Engineering Contradictions & Design Principles
Engineering Contradiction Analysis
1Loss of energy
If traditional quality control analyses are performed infrequently, then operational costs are reduced, but error detection capability deteriorates
Solution Approach 1:
The system uses patient test results themselves to monitor analyzer performance, eliminating the need for separate control materials and frequent dedicated QC runs. The patient data serves dual purposes: clinical diagnosis and instrument quality control
Solution Approach 2:
Patient test results serve multiple functions simultaneously: providing clinical information for patient care and serving as quality control data for monitoring analyzer performance. This multi-use approach reduces waste of resources
2Reliability
If quality control frequency is increased to detect intermittent errors, then error detection capability is improved, but resource consumption increases
Solution Approach 1:
The system uses existing patient test results to monitor analyzer performance, eliminating the need for separate control materials and frequent dedicated QC runs. The patient data serves dual purposes: clinical diagnosis and instrument quality control
Solution Approach 2:
Patient test results serve multiple functions simultaneously: providing clinical information for patient care and serving as quality control data for monitoring analyzer performance. This multi-use approach reduces waste of resources
3Productivity
If patient-based quality control methods are implemented, then traditional quality control frequency can be reduced, but system complexity increases
Solution Approach 1:
The patent replaces the mechanical/physical system of control materials and manual QC procedures with an information-based system using patient test results and automated statistical analysis. Data processing algorithms replace physical QC workflows
Solution Approach 2:
The system introduces an intermediary computational layer that automatically analyzes patient results to detect analyzer errors. This intermediary processing layer translates raw patient data into quality control decisions without requiring direct human intervention in QC activities
Data Source
AI summary
Generally discussed herein are systems, apparatuses, and methods that relate to detecting an error in a laboratory analyzer.

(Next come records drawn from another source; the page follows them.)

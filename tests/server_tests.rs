use std::collections::VecDeque;
use std::sync::atomic::{AtomicUsize, Ordering};
use std::sync::{Arc, Mutex};

use axum::Router;
use axum::body::Body;
use axum::http::{Request, StatusCode};
use tower::ServiceExt;

use scoreboard_proxy::cache::ScoreCache;
use scoreboard_proxy::feed::{FeedError, GameSource};
use scoreboard_proxy::model::game::{Game, GamesResponse};
use scoreboard_proxy::server::{AppState, SOURCE_HEADER, router};

struct ScriptedSource {
    calls: AtomicUsize,
    script: Mutex<VecDeque<Result<GamesResponse, FeedError>>>,
}

impl ScriptedSource {
    fn new(script: Vec<Result<GamesResponse, FeedError>>) -> Self {
        Self {
            calls: AtomicUsize::new(0),
            script: Mutex::new(script.into()),
        }
    }

    fn calls(&self) -> usize {
        self.calls.load(Ordering::SeqCst)
    }
}

impl GameSource for ScriptedSource {
    fn fetch_games(&self) -> Result<GamesResponse, FeedError> {
        self.calls.fetch_add(1, Ordering::SeqCst);
        self.script
            .lock()
            .unwrap()
            .pop_front()
            .unwrap_or_else(|| Err(FeedError::Unreachable("script exhausted".to_string())))
    }
}

// Lets a test keep a handle on the source after handing it to the router.
struct SharedSource(Arc<ScriptedSource>);

impl GameSource for SharedSource {
    fn fetch_games(&self) -> Result<GamesResponse, FeedError> {
        self.0.fetch_games()
    }
}

fn sample_payload() -> GamesResponse {
    GamesResponse {
        data: vec![Game {
            date: "2024-09-01".to_string(),
            away: "Borah".to_string(),
            a_score: Some(7),
            home: "Capital".to_string(),
            h_score: Some(14),
            time: "Final".to_string(),
            details: String::new(),
        }],
    }
}

fn app(source: Arc<ScriptedSource>) -> Router {
    let cache = Arc::new(ScoreCache::new(Box::new(SharedSource(source))));
    router(AppState { cache })
}

async fn get(app: &Router, uri: &str) -> axum::response::Response {
    app.clone()
        .oneshot(Request::builder().uri(uri).body(Body::empty()).unwrap())
        .await
        .unwrap()
}

async fn body_json(response: axum::response::Response) -> serde_json::Value {
    let bytes = hyper::body::to_bytes(response.into_body()).await.unwrap();
    serde_json::from_slice(&bytes).unwrap()
}

#[tokio::test]
async fn serves_games_document() {
    let source = Arc::new(ScriptedSource::new(vec![Ok(sample_payload())]));
    let app = app(source);

    let response = get(&app, "/api/games").await;
    assert_eq!(response.status(), StatusCode::OK);
    assert_eq!(response.headers()[SOURCE_HEADER], "fresh");

    let body = body_json(response).await;
    assert_eq!(body["data"][0]["Away"], "Borah");
    assert_eq!(body["data"][0]["AScore"], 7);
    assert_eq!(body["data"][0]["Home"], "Capital");
    assert_eq!(body["data"][0]["HScore"], 14);
    assert_eq!(body["data"][0]["Time"], "Final");
}

#[tokio::test]
async fn second_request_within_window_is_served_from_cache() {
    let source = Arc::new(ScriptedSource::new(vec![Ok(sample_payload())]));
    let app = app(source.clone());

    let first = get(&app, "/api/games").await;
    assert_eq!(first.headers()[SOURCE_HEADER], "fresh");

    let second = get(&app, "/api/games?refresh=false").await;
    assert_eq!(second.status(), StatusCode::OK);
    assert_eq!(second.headers()[SOURCE_HEADER], "cached");
    assert_eq!(source.calls(), 1);

    let body = body_json(second).await;
    assert_eq!(body["data"][0]["Home"], "Capital");
}

#[tokio::test]
async fn refresh_query_forces_a_fetch() {
    let source = Arc::new(ScriptedSource::new(vec![
        Ok(sample_payload()),
        Ok(sample_payload()),
    ]));
    let app = app(source.clone());

    get(&app, "/api/games").await;
    let refreshed = get(&app, "/api/games?refresh=true").await;
    assert_eq!(refreshed.status(), StatusCode::OK);
    assert_eq!(refreshed.headers()[SOURCE_HEADER], "fresh");
    assert_eq!(source.calls(), 2);
}

#[tokio::test]
async fn failed_fetch_with_cache_serves_stale_payload() {
    let source = Arc::new(ScriptedSource::new(vec![
        Ok(sample_payload()),
        Err(FeedError::Status(500)),
    ]));
    let app = app(source);

    get(&app, "/api/games").await;
    let response = get(&app, "/api/games?refresh=true").await;
    assert_eq!(response.status(), StatusCode::OK);
    assert_eq!(response.headers()[SOURCE_HEADER], "stale-on-error");

    let body = body_json(response).await;
    assert_eq!(body["data"][0]["Away"], "Borah");
}

#[tokio::test]
async fn failed_fetch_with_empty_cache_returns_500_body() {
    let source = Arc::new(ScriptedSource::new(vec![Err(FeedError::Unreachable(
        "connection refused".to_string(),
    ))]));
    let app = app(source);

    let response = get(&app, "/api/games").await;
    assert_eq!(response.status(), StatusCode::INTERNAL_SERVER_ERROR);

    let body = body_json(response).await;
    assert_eq!(body["message"], "Failed to fetch games data");
    assert!(
        body["error"].as_str().unwrap().contains("connection refused"),
        "error body was: {}",
        body
    );
}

A method can include determining a time delta between consecutive measurements of an analyte made on a patient using a laboratory analyzer, determining whether the time delta is within a specified number of days window and a specified time of day window, determining a measurement value delta between the first and second measurements of the consecutive measurements if the time delta is within the specified number of days and time of day windows, calculating an average of deltas, the average of deltas including a measurement value delta between the consecutive measurements, determining whether the average of deltas is within a specified range of acceptable average of delta values, and issuing an alert if the average of deltas is not within the specified range of acceptable average of delta values.